This was our first trip, to anywhere, on a train. The idea of it sounds romantic and nostalgic, no? Honestly, traveling by train at night is not the way to go. One, it was pitch black outside and I was waiting for a ghost to appear out the window. Two, we did not get sleep because we were afraid of missing our stop. Regardless, we safely arrive in the wee hours of the morning.

Let me just say that I enjoyed Penang a lot and would not mind to go up North again. B and Sharifah were great traveling companions and if we were to have another trip, I want to save a seat beside either of them =)

As for our hostess, she’s the best as she fed us well (B gaining 2.5 kg speaks for itself). Thanks Jules, you’re the best personal tour guide we could have.
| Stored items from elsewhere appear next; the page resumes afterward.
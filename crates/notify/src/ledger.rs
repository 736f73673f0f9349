//! Notification ledger collaborator.

use async_trait::async_trait;
use campusgig_core::types::DbId;
use campusgig_db::models::ledger::CreateLedgerEntry;
use campusgig_db::repositories::NotificationLedgerRepo;
use campusgig_db::DbPool;

use crate::error::StoreError;

/// Append/update audit store with one row per dispatch attempt.
#[async_trait]
pub trait NotificationLedger: Send + Sync {
    /// Insert a `queued` row and return its id.
    async fn insert(&self, entry: CreateLedgerEntry) -> Result<DbId, StoreError>;

    /// Move a row to `sent`.
    async fn mark_sent(&self, id: DbId) -> Result<(), StoreError>;
}

/// [`NotificationLedger`] backed by the `notification_ledger` table.
#[derive(Clone)]
pub struct PgNotificationLedger {
    pool: DbPool,
}

impl PgNotificationLedger {
    pub fn new(pool: DbPool) -> Self {
        Self { pool }
    }
}

#[async_trait]
impl NotificationLedger for PgNotificationLedger {
    async fn insert(&self, entry: CreateLedgerEntry) -> Result<DbId, StoreError> {
        let row = NotificationLedgerRepo::create(&self.pool, &entry).await?;
        Ok(row.id)
    }

    async fn mark_sent(&self, id: DbId) -> Result<(), StoreError> {
        if NotificationLedgerRepo::mark_sent(&self.pool, id).await? {
            Ok(())
        } else {
            Err(StoreError::MissingRow(id))
        }
    }
}
//! Shared fakes for dispatcher integration tests.

#![allow(dead_code)]

use std::sync::atomic::{AtomicBool, AtomicUsize, Ordering};
use std::sync::{Arc, Mutex};

use async_trait::async_trait;
use campusgig_core::settings::SettingType;
use campusgig_core::types::{DbId, UserId};
use campusgig_db::models::ledger::CreateLedgerEntry;
use campusgig_notify::error::{IdentityError, StoreError};
use campusgig_notify::identity::{Identity, IdentityProvider};
use campusgig_notify::memory::{InMemoryLedger, InMemorySettingsStore};
use campusgig_notify::{
    ChannelSender, NotificationDispatcher, NotificationLedger, OutboundMessage, SendError,
    SettingsStore,
};
use serde_json::Value;

pub const USER_EMAIL: &str = "ada@example.edu";

pub fn user_id() -> UserId {
    UserId::from_u128(0x5eed_0000_0000_4000_8000_0000_0000_0001)
}

pub fn identity() -> Identity {
    Identity {
        user_id: user_id(),
        email: Some(USER_EMAIL.to_string()),
    }
}

// ---------------------------------------------------------------------------
// Senders
// ---------------------------------------------------------------------------

/// What a [`ScriptedSender`] answers.
#[derive(Debug, Clone)]
pub enum Script {
    Deliver,
    Reject(Option<Value>),
    Unreachable,
}

/// A message as seen by a sender.
#[derive(Debug, Clone, PartialEq)]
pub struct Sent {
    pub to: String,
    pub subject: String,
    pub message: String,
}

pub struct ScriptedSender {
    script: Script,
    sent: Mutex<Vec<Sent>>,
}

impl ScriptedSender {
    pub fn new(script: Script) -> Arc<Self> {
        Arc::new(Self {
            script,
            sent: Mutex::new(Vec::new()),
        })
    }

    pub fn sent(&self) -> Vec<Sent> {
        self.sent.lock().unwrap().clone()
    }
}

#[async_trait]
impl ChannelSender for ScriptedSender {
    async fn send(&self, message: &OutboundMessage<'_>) -> Result<(), SendError> {
        self.sent.lock().unwrap().push(Sent {
            to: message.to.to_string(),
            subject: message.subject.to_string(),
            message: message.message.to_string(),
        });
        match &self.script {
            Script::Deliver => Ok(()),
            Script::Reject(details) => Err(SendError::Rejected {
                status: Some(422),
                details: details.clone(),
            }),
            Script::Unreachable => Err(SendError::Transport("connection refused".into())),
        }
    }
}

// ---------------------------------------------------------------------------
// Ledger
// ---------------------------------------------------------------------------

/// Wraps an [`InMemoryLedger`] and fails on demand.
#[derive(Default)]
pub struct FlakyLedger {
    pub inner: InMemoryLedger,
    pub fail_insert: AtomicBool,
    pub fail_mark_sent: AtomicBool,
}

impl FlakyLedger {
    pub fn failing_insert() -> Arc<Self> {
        let ledger = Self::default();
        ledger.fail_insert.store(true, Ordering::SeqCst);
        Arc::new(ledger)
    }

    pub fn failing_mark_sent() -> Arc<Self> {
        let ledger = Self::default();
        ledger.fail_mark_sent.store(true, Ordering::SeqCst);
        Arc::new(ledger)
    }
}

#[async_trait]
impl NotificationLedger for FlakyLedger {
    async fn insert(&self, entry: CreateLedgerEntry) -> Result<DbId, StoreError> {
        if self.fail_insert.load(Ordering::SeqCst) {
            return Err(StoreError::Unavailable("insert refused".into()));
        }
        self.inner.insert(entry).await
    }

    async fn mark_sent(&self, id: DbId) -> Result<(), StoreError> {
        if self.fail_mark_sent.load(Ordering::SeqCst) {
            return Err(StoreError::Unavailable("update refused".into()));
        }
        self.inner.mark_sent(id).await
    }
}

// ---------------------------------------------------------------------------
// Settings
// ---------------------------------------------------------------------------

/// Settings store that fails every load of the listed types.
pub struct FailingSettings {
    pub inner: InMemorySettingsStore,
    pub failing: Vec<SettingType>,
}

#[async_trait]
impl SettingsStore for FailingSettings {
    async fn load(
        &self,
        setting_type: SettingType,
        user_id: UserId,
    ) -> Result<Option<Value>, StoreError> {
        if self.failing.contains(&setting_type) {
            return Err(StoreError::Unavailable("settings offline".into()));
        }
        self.inner.load(setting_type, user_id).await
    }

    async fn save(
        &self,
        setting_type: SettingType,
        user_id: UserId,
        document: &Value,
    ) -> Result<(), StoreError> {
        self.inner.save(setting_type, user_id, document).await
    }
}

// ---------------------------------------------------------------------------
// Identity
// ---------------------------------------------------------------------------

/// Counts how often the current user was asked for.
pub struct CountingIdentity {
    pub user: Option<Identity>,
    pub calls: AtomicUsize,
}

impl CountingIdentity {
    pub fn new(user: Option<Identity>) -> Self {
        Self {
            user,
            calls: AtomicUsize::new(0),
        }
    }

    pub fn calls(&self) -> usize {
        self.calls.load(Ordering::SeqCst)
    }
}

#[async_trait]
impl IdentityProvider for CountingIdentity {
    async fn current_user(&self) -> Result<Option<Identity>, IdentityError> {
        self.calls.fetch_add(1, Ordering::SeqCst);
        Ok(self.user.clone())
    }
}

/// Identity provider that always errors.
pub struct BrokenIdentity;

#[async_trait]
impl IdentityProvider for BrokenIdentity {
    async fn current_user(&self) -> Result<Option<Identity>, IdentityError> {
        Err(IdentityError("auth service down".into()))
    }
}

// ---------------------------------------------------------------------------
// Harness
// ---------------------------------------------------------------------------

pub struct Harness {
    pub dispatcher: NotificationDispatcher,
    pub ledger: Arc<InMemoryLedger>,
    pub settings: Arc<InMemorySettingsStore>,
    pub email: Arc<ScriptedSender>,
    pub sms: Arc<ScriptedSender>,
}

/// Dispatcher over in-memory stores with the given sender scripts.
pub fn harness(settings: InMemorySettingsStore, email: Script, sms: Script) -> Harness {
    let ledger = Arc::new(InMemoryLedger::new());
    let settings = Arc::new(settings);
    let email = ScriptedSender::new(email);
    let sms = ScriptedSender::new(sms);
    let dispatcher = NotificationDispatcher::new(
        settings.clone(),
        ledger.clone(),
        email.clone(),
        sms.clone(),
    );
    Harness {
        dispatcher,
        ledger,
        settings,
        email,
        sms,
    }
}

/// Settings holding a client contact phone for [`user_id`].
pub fn settings_with_phone(phone: &str) -> InMemorySettingsStore {
    InMemorySettingsStore::new().with_document(
        user_id(),
        SettingType::ClientSettings,
        serde_json::json!({ "contactPhone": phone }),
    )
}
To the three of them, thank you for the company and I can’t wait for our next trip.

Joke of the weekend:

As we pulled away from the KL Sentral Station platform

B : The train is moving. The train is moving. Eh, wait. Why is it moving backwards? Why isn’t it moving *signaling with hands* frontwards?

Me : Forward. The word is forward, darling.
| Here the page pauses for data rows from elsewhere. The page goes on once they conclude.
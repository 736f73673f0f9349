//! Notification dispatch engine.
//!
//! [`NotificationDispatcher`] delivers one logical notification across the
//! requested channels. Channels are processed one after another in request
//! order, and each channel is an isolated unit of work:
//!
//! 1. unknown channel name → `channel-unknown`, no I/O;
//! 2. destination address missing → `no-email` / `no-phone`, no ledger row;
//! 3. ledger insert (`queued`) fails → `db-insert-failed`, nothing sent;
//! 4. sender call → `ok`, `send-failed` or `send-error`;
//! 5. on success the row moves to `sent`; failure to record that is logged
//!    and discarded.
//!
//! Failed sends leave their row `queued`. Rows are never marked failed.

use std::sync::Arc;

use campusgig_core::channels::Channel;
use campusgig_core::dispatch::{ChannelOutcome, ContactInfo, DispatchOptions, FailureReason};
use campusgig_core::notification_type::NotificationType;
use campusgig_core::preferences::{channels_for_type, enabled_channels_union, ChannelPreferences};
use campusgig_core::settings::SettingType;
use campusgig_core::types::UserId;
use campusgig_db::models::ledger::CreateLedgerEntry;
use serde_json::Value;

use crate::contact::resolve_contact;
use crate::delivery::{ChannelSender, OutboundMessage, SendError};
use crate::identity::IdentityProvider;
use crate::ledger::NotificationLedger;
use crate::settings::SettingsStore;

/// Subject of the confirmation sent after a preference change.
pub const PREFERENCE_TEST_SUBJECT: &str = "CampusGig notification settings updated";

/// Body of the confirmation sent after a preference change.
pub const PREFERENCE_TEST_MESSAGE: &str =
    "This is a test notification confirming your notification preferences.";

/// Delivers notifications through the configured channel senders.
///
/// Cheap to share behind an `Arc`; holds no per-user state. The current
/// user is supplied to every call as an [`IdentityProvider`].
pub struct NotificationDispatcher {
    settings: Arc<dyn SettingsStore>,
    ledger: Arc<dyn NotificationLedger>,
    email: Arc<dyn ChannelSender>,
    sms: Arc<dyn ChannelSender>,
}

impl NotificationDispatcher {
    pub fn new(
        settings: Arc<dyn SettingsStore>,
        ledger: Arc<dyn NotificationLedger>,
        email: Arc<dyn ChannelSender>,
        sms: Arc<dyn ChannelSender>,
    ) -> Self {
        Self {
            settings,
            ledger,
            email,
            sms,
        }
    }

    /// The settings store this dispatcher reads preferences and phones from.
    pub fn settings(&self) -> &Arc<dyn SettingsStore> {
        &self.settings
    }

    /// Dispatch one notification to an explicit list of channels.
    ///
    /// Returns one outcome per requested channel, in request order.
    /// Duplicates are processed independently. An empty channel list or an
    /// unauthenticated caller yields an empty result.
    pub async fn dispatch<S: AsRef<str>>(
        &self,
        identity: &dyn IdentityProvider,
        notification_type: NotificationType,
        channels: &[S],
        opts: &DispatchOptions,
    ) -> Vec<ChannelOutcome> {
        if channels.is_empty() {
            return Vec::new();
        }

        let contact = resolve_contact(identity, self.settings.as_ref()).await;
        let Some(user_id) = contact.user_id else {
            tracing::debug!(
                notification_type = %notification_type,
                "No authenticated user, skipping dispatch"
            );
            return Vec::new();
        };

        let subject = opts
            .subject
            .clone()
            .unwrap_or_else(|| notification_type.default_subject());
        let message = opts
            .message
            .clone()
            .unwrap_or_else(|| notification_type.default_message());

        let mut results = Vec::with_capacity(channels.len());
        for requested in channels {
            let requested = requested.as_ref();
            let outcome = match requested.parse::<Channel>() {
                Ok(channel) => {
                    self.deliver(
                        user_id,
                        &contact,
                        channel,
                        notification_type,
                        &subject,
                        &message,
                    )
                    .await
                }
                Err(_) => {
                    tracing::warn!(channel = requested, "Unknown channel requested");
                    ChannelOutcome::failed(requested, FailureReason::ChannelUnknown)
                }
            };
            results.push(outcome);
        }

        let delivered = results.iter().filter(|r| r.ok).count();
        tracing::info!(
            user_id = %user_id,
            notification_type = %notification_type,
            requested = results.len(),
            delivered,
            "Notification dispatched"
        );

        results
    }

    /// Resolve channels from a preference document, then dispatch.
    ///
    /// When no channel is enabled the identity provider is not consulted.
    pub async fn notify_with_prefs(
        &self,
        identity: &dyn IdentityProvider,
        notification_type: NotificationType,
        prefs: Option<&ChannelPreferences>,
        opts: &DispatchOptions,
    ) -> Vec<ChannelOutcome> {
        let channels = channels_for_type(prefs, notification_type);
        if channels.is_empty() {
            return Vec::new();
        }
        self.dispatch(identity, notification_type, &channels, opts)
            .await
    }

    /// Load the caller's saved preferences, then dispatch.
    ///
    /// Documents are tried in order: `setting_type` when given, then
    /// `client_settings`, then `student_settings`. The first non-empty one
    /// wins.
    pub async fn notify_from_saved(
        &self,
        identity: &dyn IdentityProvider,
        notification_type: NotificationType,
        setting_type: Option<SettingType>,
        opts: &DispatchOptions,
    ) -> Vec<ChannelOutcome> {
        let user = match identity.current_user().await {
            Ok(user) => user,
            Err(e) => {
                tracing::warn!(error = %e, "Identity lookup failed, no preferences loaded");
                None
            }
        };

        let prefs = match user {
            Some(user) => self.load_saved_preferences(user.user_id, setting_type).await,
            None => None,
        };

        self.notify_with_prefs(identity, notification_type, prefs.as_ref(), opts)
            .await
    }

    /// Send a fixed `jobUpdates` notification to every channel enabled
    /// anywhere in `prefs`, confirming that a settings change took effect.
    pub async fn send_preference_test(
        &self,
        identity: &dyn IdentityProvider,
        prefs: &ChannelPreferences,
    ) -> Vec<ChannelOutcome> {
        let channels = enabled_channels_union(prefs);
        if channels.is_empty() {
            return Vec::new();
        }

        let opts = DispatchOptions::default()
            .with_subject(PREFERENCE_TEST_SUBJECT)
            .with_message(PREFERENCE_TEST_MESSAGE);
        self.dispatch(identity, NotificationType::JobUpdates, &channels, &opts)
            .await
    }

    async fn load_saved_preferences(
        &self,
        user_id: UserId,
        requested: Option<SettingType>,
    ) -> Option<ChannelPreferences> {
        let mut candidates: Vec<SettingType> = requested.into_iter().collect();
        for fallback in SettingType::PREFERENCE_SOURCES {
            if !candidates.contains(&fallback) {
                candidates.push(fallback);
            }
        }

        for setting_type in candidates {
            match self.settings.load(setting_type, user_id).await {
                Ok(Some(document)) if !is_blank(&document) => {
                    return Some(ChannelPreferences::from_document(&document));
                }
                Ok(_) => {}
                Err(e) => {
                    tracing::warn!(
                        user_id = %user_id,
                        setting_type = %setting_type,
                        error = %e,
                        "Failed to load preference document"
                    );
                }
            }
        }

        None
    }

    /// One channel's unit of work. Every failure becomes an outcome.
    async fn deliver(
        &self,
        user_id: UserId,
        contact: &ContactInfo,
        channel: Channel,
        notification_type: NotificationType,
        subject: &str,
        message: &str,
    ) -> ChannelOutcome {
        let (destination, sender, missing) = match channel {
            Channel::Email => (&contact.email, &self.email, FailureReason::NoEmail),
            Channel::Sms => (&contact.phone, &self.sms, FailureReason::NoPhone),
        };

        let Some(to) = destination.as_deref() else {
            return ChannelOutcome::failed(channel.as_str(), missing);
        };

        let entry = CreateLedgerEntry {
            user_id,
            channel: channel.as_str().to_string(),
            notification_type: notification_type.as_str().to_string(),
            subject: subject.to_string(),
            message: message.to_string(),
            meta: serde_json::json!({ "to": to }),
        };

        let ledger_id = match self.ledger.insert(entry).await {
            Ok(id) => id,
            Err(e) => {
                tracing::error!(
                    channel = %channel,
                    error = %e,
                    "Failed to create ledger row, not sending"
                );
                return ChannelOutcome::failed(channel.as_str(), FailureReason::DbInsertFailed);
            }
        };

        let outbound = OutboundMessage {
            to,
            subject,
            message,
            notification_type,
        };

        match sender.send(&outbound).await {
            Ok(()) => {
                if let Err(e) = self.ledger.mark_sent(ledger_id).await {
                    tracing::warn!(
                        ledger_id,
                        channel = %channel,
                        error = %e,
                        "Sent, but failed to mark ledger row as sent"
                    );
                }
                ChannelOutcome::sent(channel.as_str())
            }
            Err(SendError::Rejected { status, details }) => {
                tracing::warn!(
                    ledger_id,
                    channel = %channel,
                    ?status,
                    "Sender rejected notification"
                );
                ChannelOutcome::failed(channel.as_str(), FailureReason::SendFailed)
                    .with_details(details)
            }
            Err(SendError::Transport(e)) => {
                tracing::warn!(ledger_id, channel = %channel, error = %e, "Sender unreachable");
                ChannelOutcome::failed(channel.as_str(), FailureReason::SendError)
            }
        }
    }
}

/// `null` and `{}` count as "nothing saved".
fn is_blank(document: &Value) -> bool {
    match document {
        Value::Null => true,
        Value::Object(obj) => obj.is_empty(),
        _ => false,
    }
}

#[cfg(test)]
mod tests {
    use serde_json::json;

    use super::*;

    #[test]
    fn blank_documents() {
        assert!(is_blank(&json!(null)));
        assert!(is_blank(&json!({})));
        assert!(!is_blank(&json!({ "jobUpdates": { "email": true } })));
    }
}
B : Yes, yes. Eh, don’t tell my boss I said that, okay?

Me : Hahaha. Okay, okay.

I was surfing the net and sporadically decided to drop by the class blog. I did not expect to find this. It made me tear up (stupid hormones). It’s going to be almost 1 year soon since the last day I had with my UiTM classmates and a lot has changed for us.

Life is fluid and it moves fast. You blinked and suddenly your friends are getting married and having babies. You go to endless weddings, housewarming parties and baby showers. Life’s never going to be the same as it was before. It’s new and exciting (yet scary and confusing), yes but if you think about it, it’s kind of sad.
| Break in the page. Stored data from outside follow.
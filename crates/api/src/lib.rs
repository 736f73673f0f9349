//! CampusGig notification API server library.
//!
//! Exposes config, state, error handling and routes so integration tests and
//! the binary entrypoint share one router definition.

pub mod auth;
pub mod config;
pub mod error;
pub mod handlers;
pub mod middleware;
pub mod response;
pub mod routes;
pub mod state;
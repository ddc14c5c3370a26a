mod reader;
mod record;
pub mod validate;
mod writer;

pub use reader::Reader;
pub use record::Record;
pub use writer::Writer;
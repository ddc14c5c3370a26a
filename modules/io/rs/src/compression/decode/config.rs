use eyre::Result;
use std::path::Path;

#[derive(Debug, Clone, Copy, Default, PartialEq, Eq, PartialOrd, Ord, Hash)]
pub enum Config {
    #[default]
    Raw, // Uncompressed bytes as-is
    Gzip, // GZIP container, possibly multi-member (covers BGZF as well)
}

impl Config {
    /// Detect the compression from the file signature, falling back to the extension when the
    /// signature is unknown (e.g. empty or truncated files).
    pub fn infer_from_path(path: impl AsRef<Path>) -> Result<Self> {
        let path = path.as_ref();
        if let Some(kind) = infer::get_from_path(path)? {
            if kind.mime_type() == "application/gzip" {
                return Ok(Config::Gzip);
            }
        }
        Ok(Self::infer_from_extension(path))
    }

    pub fn infer_from_extension(path: impl AsRef<Path>) -> Self {
        path.as_ref()
            .extension()
            .and_then(|ext| ext.to_str())
            .map(|ext| match ext {
                "gz" | "gzip" | "bgz" | "bgzf" => Config::Gzip,
                _ => Config::Raw,
            })
            .unwrap_or(Config::Raw)
    }
}
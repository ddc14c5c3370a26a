mod config;
pub mod params;
mod stream;

pub use config::Config;
pub use stream::Stream;
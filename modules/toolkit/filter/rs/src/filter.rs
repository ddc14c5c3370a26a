use derive_more::Display;

/// Taxonomy marker of eukaryotic records, including organellar 16S from mitochondria/plastids.
pub const EUKARYOTIC_MARKER: &str = "eukaryota";

/// Outcome of classifying a single record.
#[derive(Debug, Clone, Copy, PartialEq, Eq, PartialOrd, Ord, Hash, Display)]
pub enum Verdict {
    #[display("keep")]
    Keep,
    #[display("eukaryotic")]
    Eukaryotic,
    #[display("ambiguous alphabet")]
    Ambiguous,
}

/// Case-insensitive (Unicode-aware) search for the eukaryotic taxonomy marker.
pub fn is_eukaryotic(description: &str) -> bool {
    description.to_lowercase().contains(EUKARYOTIC_MARKER)
}

/// Uppercase the sequence and replace every T with U, in place.
pub fn transcribe(seq: &mut [u8]) {
    for x in seq.iter_mut() {
        *x = match x.to_ascii_uppercase() {
            b'T' => b'U',
            upper => upper,
        };
    }
}

/// True iff the set of distinct symbols is exactly {A, C, G, U}.
///
/// Any other symbol rejects the sequence, and so does a sequence that lacks one of the four bases
/// (including the empty one).
pub fn has_canonical_alphabet(seq: &[u8]) -> bool {
    let mut seen = 0u8;
    for x in seq {
        seen |= match x {
            b'A' => 0b0001,
            b'C' => 0b0010,
            b'G' => 0b0100,
            b'U' => 0b1000,
            _ => return false,
        };
    }
    seen == 0b1111
}

/// Classify an already transcribed record. The taxonomy check takes precedence over the alphabet.
pub fn classify(description: &str, transcribed: &[u8]) -> Verdict {
    if is_eukaryotic(description) {
        Verdict::Eukaryotic
    } else if !has_canonical_alphabet(transcribed) {
        Verdict::Ambiguous
    } else {
        Verdict::Keep
    }
}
Welcome to a new chapter of your life.

When did I grow up?

The last time I checked, I was happy to wake up in the morning and not dreading to go to work. The last time I checked, I can sleep at 2 a.m. without worrying that I would be late the next morning. The last time I checked, I was still excused when I made a mistake on my assignment and not to worry about potential legal risks. The last time I checked, I was happy and carefree and not counting the days as it goes by.

When did I become this adult?

If I could go back in time, I would say to my younger self to make a lot of memories to keep and share, cherish the time with friends and take advantage of all the opportunities that I had once passed.

But it’s only wishful thinking and reality bites in the ass. There’s no turning back. Ready or not, life goes on and you only have memories in hand.

 

Note: It’s a short entry but it feels good to write again =)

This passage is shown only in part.